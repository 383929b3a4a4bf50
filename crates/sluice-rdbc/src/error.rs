//! Error types for sluice-rdbc
//!
//! Driver-level failures, classified so that callers can tell a broken
//! connection from a rejected statement or a value that cannot be bound.

use std::fmt;
use thiserror::Error;

/// Result type for sluice-rdbc operations
pub type Result<T> = std::result::Result<T, Error>;

/// Error categories for classification
#[derive(Debug, Clone, Copy, PartialEq, Eq, Hash)]
pub enum ErrorCategory {
    /// Connection-related errors (retriable)
    Connection,
    /// Statement preparation or execution errors
    Query,
    /// A value could not be converted to the requested SQL type
    TypeConversion,
    /// Configuration error (bad URL, unknown driver)
    Configuration,
}

impl ErrorCategory {
    /// Whether errors in this category are generally retriable
    #[inline]
    pub const fn is_retriable(self) -> bool {
        matches!(self, Self::Connection)
    }
}

impl fmt::Display for ErrorCategory {
    fn fmt(&self, f: &mut fmt::Formatter<'_>) -> fmt::Result {
        match self {
            Self::Connection => write!(f, "connection"),
            Self::Query => write!(f, "query"),
            Self::TypeConversion => write!(f, "type_conversion"),
            Self::Configuration => write!(f, "configuration"),
        }
    }
}

/// Main error type for sluice-rdbc
#[derive(Error, Debug)]
#[allow(missing_docs)]
pub enum Error {
    /// Connection failed or was lost
    #[error("connection error: {message}")]
    Connection {
        message: String,
        #[source]
        source: Option<Box<dyn std::error::Error + Send + Sync>>,
    },

    /// Statement preparation or execution failed
    #[error("query error: {message}")]
    Query {
        message: String,
        sql: Option<String>,
        #[source]
        source: Option<Box<dyn std::error::Error + Send + Sync>>,
    },

    /// Type conversion failed
    #[error("type conversion error: {message}")]
    TypeConversion { message: String },

    /// Configuration error
    #[error("configuration error: {message}")]
    Configuration { message: String },

    /// No driver registered under the requested name
    #[error("driver not found: {name}")]
    DriverNotFound { name: String },
}

impl Error {
    /// Get the error category
    pub fn category(&self) -> ErrorCategory {
        match self {
            Self::Connection { .. } => ErrorCategory::Connection,
            Self::Query { .. } => ErrorCategory::Query,
            Self::TypeConversion { .. } => ErrorCategory::TypeConversion,
            Self::Configuration { .. } | Self::DriverNotFound { .. } => {
                ErrorCategory::Configuration
            }
        }
    }

    /// Whether this error is retriable
    #[inline]
    pub fn is_retriable(&self) -> bool {
        self.category().is_retriable()
    }

    /// Create a connection error
    pub fn connection(message: impl Into<String>) -> Self {
        Self::Connection {
            message: message.into(),
            source: None,
        }
    }

    /// Create a connection error with source
    pub fn connection_with_source(
        message: impl Into<String>,
        source: impl std::error::Error + Send + Sync + 'static,
    ) -> Self {
        Self::Connection {
            message: message.into(),
            source: Some(Box::new(source)),
        }
    }

    /// Create a query error
    pub fn query(message: impl Into<String>) -> Self {
        Self::Query {
            message: message.into(),
            sql: None,
            source: None,
        }
    }

    /// Create a query error with SQL
    pub fn query_with_sql(message: impl Into<String>, sql: impl Into<String>) -> Self {
        Self::Query {
            message: message.into(),
            sql: Some(sql.into()),
            source: None,
        }
    }

    /// Create a query error carrying the SQL and the driver's own error
    pub fn query_with_source(
        sql: impl Into<String>,
        source: impl std::error::Error + Send + Sync + 'static,
    ) -> Self {
        Self::Query {
            message: source.to_string(),
            sql: Some(sql.into()),
            source: Some(Box::new(source)),
        }
    }

    /// Create a configuration error
    pub fn config(message: impl Into<String>) -> Self {
        Self::Configuration {
            message: message.into(),
        }
    }

    /// Create a type conversion error
    pub fn type_conversion(message: impl Into<String>) -> Self {
        Self::TypeConversion {
            message: message.into(),
        }
    }

    /// Create a driver-not-found error
    pub fn driver_not_found(name: impl Into<String>) -> Self {
        Self::DriverNotFound { name: name.into() }
    }

    /// The SQL text attached to a query error, if any
    pub fn sql(&self) -> Option<&str> {
        match self {
            Self::Query { sql, .. } => sql.as_deref(),
            _ => None,
        }
    }
}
◆ ◆ ◆ ◆
Work to be completed >> Starting with the first line of the records, repeat every line up to and including the one containing "the error category", and nothing else.

Written response >>
repository 383929b3a4a4bf50
filename crates/sluice-rdbc/src/error.rs
//! Error types for sluice-rdbc
//!
//! Driver-level failures, classified so that callers can tell a broken
//! connection from a rejected statement or a value that cannot be bound.

use std::fmt;
use thiserror::Error;

/// Result type for sluice-rdbc operations
pub type Result<T> = std::result::Result<T, Error>;

/// Error categories for classification
#[derive(Debug, Clone, Copy, PartialEq, Eq, Hash)]
pub enum ErrorCategory {
    /// Connection-related errors (retriable)
    Connection,
    /// Statement preparation or execution errors
    Query,
    /// A value could not be converted to the requested SQL type
    TypeConversion,
    /// Configuration error (bad URL, unknown driver)
    Configuration,
}

impl ErrorCategory {
    /// Whether errors in this category are generally retriable
    #[inline]
    pub const fn is_retriable(self) -> bool {
        matches!(self, Self::Connection)
    }
}

impl fmt::Display for ErrorCategory {
    fn fmt(&self, f: &mut fmt::Formatter<'_>) -> fmt::Result {
        match self {
            Self::Connection => write!(f, "connection"),
            Self::Query => write!(f, "query"),
            Self::TypeConversion => write!(f, "type_conversion"),
            Self::Configuration => write!(f, "configuration"),
        }
    }
}

/// Main error type for sluice-rdbc
#[derive(Error, Debug)]
#[allow(missing_docs)]
pub enum Error {
    /// Connection failed or was lost
    #[error("connection error: {message}")]
    Connection {
        message: String,
        #[source]
        source: Option<Box<dyn std::error::Error + Send + Sync>>,
    },

    /// Statement preparation or execution failed
    #[error("query error: {message}")]
    Query {
        message: String,
        sql: Option<String>,
        #[source]
        source: Option<Box<dyn std::error::Error + Send + Sync>>,
    },

    /// Type conversion failed
    #[error("type conversion error: {message}")]
    TypeConversion { message: String },

    /// Configuration error
    #[error("configuration error: {message}")]
    Configuration { message: String },

    /// No driver registered under the requested name
    #[error("driver not found: {name}")]
    DriverNotFound { name: String },
}

impl Error {
    /// Get the error category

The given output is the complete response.